Drones can change how farmers detect disease, look for pests and manage water and fertilizer – ultimately allowing them to save money.
“They are pretty amazing toys,” said Steve Miles, as his drone hovered hundreds of feet in the air to the amusement of the crowd gathered for Farm to Field Day at the Old Fort south of Hesperus.
Miles was among several experts and drone pilots who shared novel uses for drones in agriculture and public land management during the event Monday focused on agriculture management, equipment and services.
Drones can save producers time in a variety of ways by helping them see problems earlier than traditional methods, Miles said.
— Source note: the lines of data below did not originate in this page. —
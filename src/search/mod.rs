pub mod chunker;
pub mod embedder;
pub mod indexer;
pub mod retriever;
pub mod store;

pub use chunker::{Chunker, Heading, HeadingRule};
pub use embedder::{create_embedder, Embedder, HashEmbedder};
pub use indexer::{IndexResult, Indexer};
pub use retriever::{Passage, Retriever};
pub use store::{
    Chunk, Collection, EmbeddingRecord, ParquetStore, SearchResult, StoreMetadata, StoreStats,
};
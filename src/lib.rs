//! docrag: offline retrieval over a structured text manual.
//!
//! A document is split into headed chunks, each chunk is embedded once and
//! persisted to a Parquet vector store, and queries are answered by exact
//! cosine ranking against the loaded store.

pub mod cli;
pub mod config;
pub mod error;
pub mod search;

pub use config::Config;
pub use error::{Error, Result};
pub use search::{
    create_embedder, Chunk, Chunker, Collection, Embedder, Indexer, ParquetStore, Passage,
    Retriever,
};
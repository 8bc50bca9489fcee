//! Configuration handling for docrag.
//!
//! Loaded from a TOML file. Every field carries a serde default, so a
//! partial file (or no file at all) yields a usable configuration.

use serde::{Deserialize, Serialize};
use std::fs;
use std::path::{Path, PathBuf};

use crate::error::{Error, Result};

/// File picked up from the working directory when `--config` is absent.
pub const DEFAULT_CONFIG_FILE: &str = "docrag.toml";

/// Main configuration structure.
#[derive(Debug, Clone, Serialize, Deserialize, Default)]
pub struct Config {
    #[serde(default)]
    pub paths: PathsConfig,

    #[serde(default)]
    pub chunking: ChunkingConfig,

    #[serde(default)]
    pub embedding: EmbeddingConfig,

    #[serde(default)]
    pub search: SearchConfig,

    #[serde(default)]
    pub logging: LoggingConfig,
}

/// Input and output locations.
#[derive(Debug, Clone, Serialize, Deserialize)]
pub struct PathsConfig {
    /// Plain-text document to chunk and index
    #[serde(default = "default_document")]
    pub document: PathBuf,

    /// JSONL dump written by `docrag chunk`
    #[serde(default = "default_chunks")]
    pub chunks: PathBuf,

    /// Parquet store file
    #[serde(default = "default_store")]
    pub store: PathBuf,
}

fn default_document() -> PathBuf {
    PathBuf::from("data/full_manual_text.txt")
}

fn default_chunks() -> PathBuf {
    PathBuf::from("data/chunks.jsonl")
}

fn default_store() -> PathBuf {
    PathBuf::from("index/embeddings.parquet")
}

impl Default for PathsConfig {
    fn default() -> Self {
        Self {
            document: default_document(),
            chunks: default_chunks(),
            store: default_store(),
        }
    }
}

/// Which lines of the document open a new chunk.
#[derive(Debug, Clone, Copy, PartialEq, Eq, Serialize, Deserialize, Default)]
#[serde(rename_all = "lowercase")]
pub enum HeadingStyle {
    /// `17.`, `17. Routing`, `17.2.1 Sends`
    Numbered,
    /// `INTRO`, `GETTING STARTED`
    Caps,
    /// Numbered first, then caps
    #[default]
    Auto,
    /// User-supplied regex in `chunking.pattern`
    Pattern,
}

/// Chunking configuration.
#[derive(Debug, Clone, Serialize, Deserialize)]
pub struct ChunkingConfig {
    #[serde(default)]
    pub heading_style: HeadingStyle,

    /// Regex for `heading_style = "pattern"`
    #[serde(default)]
    pub pattern: Option<String>,

    /// Lines longer than this are never treated as headings
    #[serde(default = "default_max_heading_chars")]
    pub max_heading_chars: usize,
}

fn default_max_heading_chars() -> usize {
    80
}

impl Default for ChunkingConfig {
    fn default() -> Self {
        Self {
            heading_style: HeadingStyle::default(),
            pattern: None,
            max_heading_chars: default_max_heading_chars(),
        }
    }
}

/// Embedding backend selection.
#[derive(Debug, Clone, Copy, PartialEq, Eq, Serialize, Deserialize, Default)]
#[serde(rename_all = "lowercase")]
pub enum EmbeddingProvider {
    /// Built-in feature-hashing embedder, no model files
    #[default]
    Hash,
    /// Local BERT sentence-transformer (requires the `candle` feature)
    Candle,
}

/// Embedding-related configuration.
#[derive(Debug, Clone, Serialize, Deserialize)]
pub struct EmbeddingConfig {
    #[serde(default)]
    pub provider: EmbeddingProvider,

    /// Model identifier recorded in the store
    #[serde(default = "default_model")]
    pub model: String,

    /// Directory holding `config.json`, `tokenizer.json`, `model.safetensors`
    #[serde(default = "default_model_dir")]
    pub model_dir: PathBuf,

    /// Output width of the hash embedder
    #[serde(default = "default_dimensions")]
    pub dimensions: usize,

    /// Texts per `embed_batch` call during a build
    #[serde(default = "default_batch_size")]
    pub batch_size: usize,

    /// Batches embedded concurrently during a build
    #[serde(default = "default_concurrency")]
    pub concurrency: usize,

    /// L2-normalize stored and query vectors
    #[serde(default = "default_normalize")]
    pub normalize: bool,
}

fn default_model() -> String {
    "sentence-transformers/all-MiniLM-L6-v2".to_string()
}

fn default_model_dir() -> PathBuf {
    PathBuf::from("models/all-MiniLM-L6-v2")
}

fn default_dimensions() -> usize {
    384
}

fn default_batch_size() -> usize {
    100
}

fn default_concurrency() -> usize {
    4
}

fn default_normalize() -> bool {
    true
}

impl Default for EmbeddingConfig {
    fn default() -> Self {
        Self {
            provider: EmbeddingProvider::default(),
            model: default_model(),
            model_dir: default_model_dir(),
            dimensions: default_dimensions(),
            batch_size: default_batch_size(),
            concurrency: default_concurrency(),
            normalize: default_normalize(),
        }
    }
}

/// Query-time configuration.
#[derive(Debug, Clone, Serialize, Deserialize)]
pub struct SearchConfig {
    #[serde(default = "default_top_k")]
    pub top_k: usize,

    /// Passages retrieved by `docrag evaluate`
    #[serde(default = "default_evaluation_top_k")]
    pub evaluation_top_k: usize,
}

fn default_top_k() -> usize {
    5
}

fn default_evaluation_top_k() -> usize {
    15
}

impl Default for SearchConfig {
    fn default() -> Self {
        Self {
            top_k: default_top_k(),
            evaluation_top_k: default_evaluation_top_k(),
        }
    }
}

/// Logging configuration. `RUST_LOG` takes precedence over `level`.
#[derive(Debug, Clone, Serialize, Deserialize)]
pub struct LoggingConfig {
    #[serde(default = "default_log_level")]
    pub level: String,

    #[serde(default)]
    pub json: bool,
}

fn default_log_level() -> String {
    "info".to_string()
}

impl Default for LoggingConfig {
    fn default() -> Self {
        Self {
            level: default_log_level(),
            json: false,
        }
    }
}

impl Config {
    /// Parse a configuration from TOML text.
    pub fn from_toml(text: &str) -> Result<Self> {
        let config: Config = toml::from_str(text).map_err(|e| Error::Config(e.to_string()))?;
        config.validate()?;
        Ok(config)
    }

    /// Load from an explicit file, else `./docrag.toml` if present, else defaults.
    pub fn load(path: Option<&Path>) -> Result<Self> {
        let path = match path {
            Some(p) => p.to_path_buf(),
            None => {
                let fallback = PathBuf::from(DEFAULT_CONFIG_FILE);
                if !fallback.exists() {
                    return Ok(Self::default());
                }
                fallback
            }
        };

        let text = fs::read_to_string(&path)
            .map_err(|e| Error::Config(format!("cannot read {}: {}", path.display(), e)))?;
        Self::from_toml(&text)
    }

    /// Reject values no component can run with.
    pub fn validate(&self) -> Result<()> {
        if self.embedding.batch_size == 0 {
            return Err(Error::Config("embedding.batch_size must be positive".into()));
        }
        if self.embedding.concurrency == 0 {
            return Err(Error::Config("embedding.concurrency must be positive".into()));
        }
        if self.embedding.dimensions == 0 {
            return Err(Error::Config("embedding.dimensions must be positive".into()));
        }
        if self.search.top_k == 0 || self.search.evaluation_top_k == 0 {
            return Err(Error::Config("search top_k values must be positive".into()));
        }
        if self.chunking.heading_style == HeadingStyle::Pattern {
            let pattern = self.chunking.pattern.as_deref().ok_or_else(|| {
                Error::Config("chunking.pattern is required for heading_style = \"pattern\"".into())
            })?;
            regex::Regex::new(pattern)
                .map_err(|e| Error::Config(format!("chunking.pattern: {}", e)))?;
        }
        Ok(())
    }
}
Video footage and photos gathered by flying above a crop can help determine where irrigation systems are not delivering water, where fertilizer has not been spread or where wildlife have damaged the field, said Miles, a member of the advisory board for the High Desert Conservation District in Montezuma County.
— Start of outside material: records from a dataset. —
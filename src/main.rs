use anyhow::Result;
use clap::Parser;
use tracing_subscriber::EnvFilter;

use docrag::cli::{self, Args, Command};
use docrag::config::{Config, LoggingConfig};

fn init_logging(config: &LoggingConfig, verbose: bool) {
    let default_level = if verbose { "debug" } else { config.level.as_str() };
    let filter = EnvFilter::try_from_default_env()
        .or_else(|_| EnvFilter::try_new(default_level))
        .unwrap_or_else(|_| EnvFilter::new("info"));

    let builder = tracing_subscriber::fmt()
        .with_env_filter(filter)
        .with_writer(std::io::stderr)
        .with_target(false);

    if config.json {
        builder.json().init();
    } else {
        builder.init();
    }
}

#[tokio::main]
async fn main() -> Result<()> {
    let args = Args::parse();
    let config = Config::load(args.config.as_deref())?;
    init_logging(&config.logging, args.verbose);

    match args.command {
        Command::Chunk { document, output } => {
            cli::run_chunk(&config, document.as_deref(), output.as_deref())?;
        }
        Command::Build {
            document,
            store,
            force,
        } => {
            cli::run_build(&config, document.as_deref(), store.as_deref(), force).await?;
        }
        Command::Search {
            query,
            top_k,
            json,
            store,
        } => {
            cli::run_search(&config, &query, top_k, json, store.as_deref()).await?;
        }
        Command::Info { store } => {
            cli::run_info(&config, store.as_deref())?;
        }
        Command::Evaluate {
            question,
            answer,
            ideal,
            json,
            store,
        } => {
            cli::run_evaluate(&config, &question, &answer, &ideal, json, store.as_deref()).await?;
        }
    }

    Ok(())
}
// src/table/mod.rs
//! Column-level helpers over Arrow `RecordBatch`es. Every function returns a
//! fresh batch; inputs are never mutated.

use arrow::{
    array::{Array, ArrayRef, BooleanArray, Float64Array, UInt32Array},
    compute::{cast, filter_record_batch, take_record_batch},
    datatypes::{DataType, Field, Schema},
    error::ArrowError,
    record_batch::RecordBatch,
    row::{RowConverter, SortField},
};
use std::{collections::HashSet, sync::Arc};

pub mod utils;

type ArrowResult<T> = Result<T, ArrowError>;

/// Column names in table order.
pub fn column_names(batch: &RecordBatch) -> Vec<String> {
    batch
        .schema()
        .fields()
        .iter()
        .map(|f| f.name().clone())
        .collect()
}

pub fn column_index(batch: &RecordBatch, name: &str) -> Option<usize> {
    batch.schema().index_of(name).ok()
}

/// Keep only the columns at `indices`, in that order.
pub fn select_columns(batch: &RecordBatch, indices: &[usize]) -> ArrowResult<RecordBatch> {
    batch.project(indices)
}

/// Rebuild the schema with new names; `rename` returns `None` to keep a name.
pub fn rename_fields<F>(batch: &RecordBatch, mut rename: F) -> ArrowResult<RecordBatch>
where
    F: FnMut(&str) -> Option<String>,
{
    let schema = batch.schema();
    let fields: Vec<Field> = schema
        .fields()
        .iter()
        .map(|f| match rename(f.name()) {
            Some(new_name) => Field::clone(f).with_name(new_name),
            None => Field::clone(f),
        })
        .collect();
    let schema = Schema::new_with_metadata(fields, schema.metadata().clone());
    RecordBatch::try_new(Arc::new(schema), batch.columns().to_vec())
}

/// Swap the column at `idx` for `array`, adjusting the field's type to match.
pub fn replace_column(batch: &RecordBatch, idx: usize, array: ArrayRef) -> ArrowResult<RecordBatch> {
    let schema = batch.schema();
    let mut fields: Vec<Field> = schema.fields().iter().map(|f| Field::clone(f)).collect();
    fields[idx] = fields[idx]
        .clone()
        .with_data_type(array.data_type().clone())
        .with_nullable(array.null_count() > 0 || fields[idx].is_nullable());
    let mut columns = batch.columns().to_vec();
    columns[idx] = array;
    RecordBatch::try_new(
        Arc::new(Schema::new_with_metadata(fields, schema.metadata().clone())),
        columns,
    )
}

/// Add `array` as the last column.
pub fn append_column(batch: &RecordBatch, name: &str, array: ArrayRef) -> ArrowResult<RecordBatch> {
    let schema = batch.schema();
    let mut fields: Vec<Field> = schema.fields().iter().map(|f| Field::clone(f)).collect();
    fields.push(Field::new(name, array.data_type().clone(), true));
    let mut columns = batch.columns().to_vec();
    columns.push(array);
    RecordBatch::try_new(
        Arc::new(Schema::new_with_metadata(fields, schema.metadata().clone())),
        columns,
    )
}

/// Move the column `name` to position `to`, leaving the others in order.
/// Returns the batch unchanged if the column is absent.
pub fn move_column(batch: &RecordBatch, name: &str, to: usize) -> ArrowResult<RecordBatch> {
    let Some(from) = column_index(batch, name) else {
        return Ok(batch.clone());
    };
    let mut order: Vec<usize> = (0..batch.num_columns()).filter(|&i| i != from).collect();
    order.insert(to.min(order.len()), from);
    batch.project(&order)
}

/// Keep rows where `mask` is true.
pub fn filter_rows(batch: &RecordBatch, mask: &BooleanArray) -> ArrowResult<RecordBatch> {
    filter_record_batch(batch, mask)
}

/// Gather rows by index.
pub fn take_rows(batch: &RecordBatch, indices: &[u32]) -> ArrowResult<RecordBatch> {
    take_record_batch(batch, &UInt32Array::from(indices.to_vec()))
}

/// Drop rows that equal an earlier row in every column. Nulls compare equal.
pub fn drop_duplicate_rows(batch: &RecordBatch) -> ArrowResult<RecordBatch> {
    if batch.num_rows() == 0 || batch.num_columns() == 0 {
        return Ok(batch.clone());
    }
    let converter = RowConverter::new(
        batch
            .schema()
            .fields()
            .iter()
            .map(|f| SortField::new(f.data_type().clone()))
            .collect(),
    )?;
    let rows = converter.convert_columns(batch.columns())?;

    let mut seen = HashSet::with_capacity(rows.num_rows());
    let keep: BooleanArray = rows.iter().map(|row| Some(seen.insert(row))).collect();
    if keep.true_count() == batch.num_rows() {
        return Ok(batch.clone());
    }
    filter_record_batch(batch, &keep)
}

/// Whether `dt` is an integer or floating point type.
pub fn is_numeric(dt: &DataType) -> bool {
    dt.is_integer() || dt.is_floating()
}

/// View any numeric column as `Float64Array`.
pub fn to_f64(array: &ArrayRef) -> ArrowResult<Float64Array> {
    let casted = cast(array, &DataType::Float64)?;
    casted
        .as_any()
        .downcast_ref::<Float64Array>()
        .cloned()
        .ok_or_else(|| ArrowError::CastError("expected Float64 after cast".into()))
}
For example, when a center-pivot irrigation system is broken, it can leave behind dry patterns that are easily visible in aerial footage but might be time-consuming to detect on foot, he said.
Drones with infrared light and near-infrared light sensors can help farmers detect diseases and pests 10 to 14 days ahead of the naked eye, said Blair Leist, owner of Raptor Visual Imaging, a La Plata County company.
The early detection can allow a producer to address the problem before it can spread, which means it will require less investment to fix, he said.
“This is the bottom line: We want to lower our inputs, we want to increase outputs,” he said.
A drone can also be programmed to fly over every foot of a piece of property, so the images it collects can be stitched together into a single map, he said.
The highly detailed maps of property elevation help farmers plan, such as where to install new irrigation to ensure that water is going to flow properly, he said.
Drones can also help assess the quality of wildlife habitat and to determine how well the removal of invasive species has worked on public land, said Rich Alward, owner of Aridlands Natural Resource Consulting, a Grand Junction company.
Alward said he helped determine how the quantity and species of shrubs and trees covering 28 acres will feed deer using drone technology.
On foot, 28 people were needed to collect the same quality of data, he said.
He expects drones will continue to allow researches to collect far more data over huge areas, he said.
“There’s no longer an excuse to say, ‘We can’t measure that; it cost too much,” he said.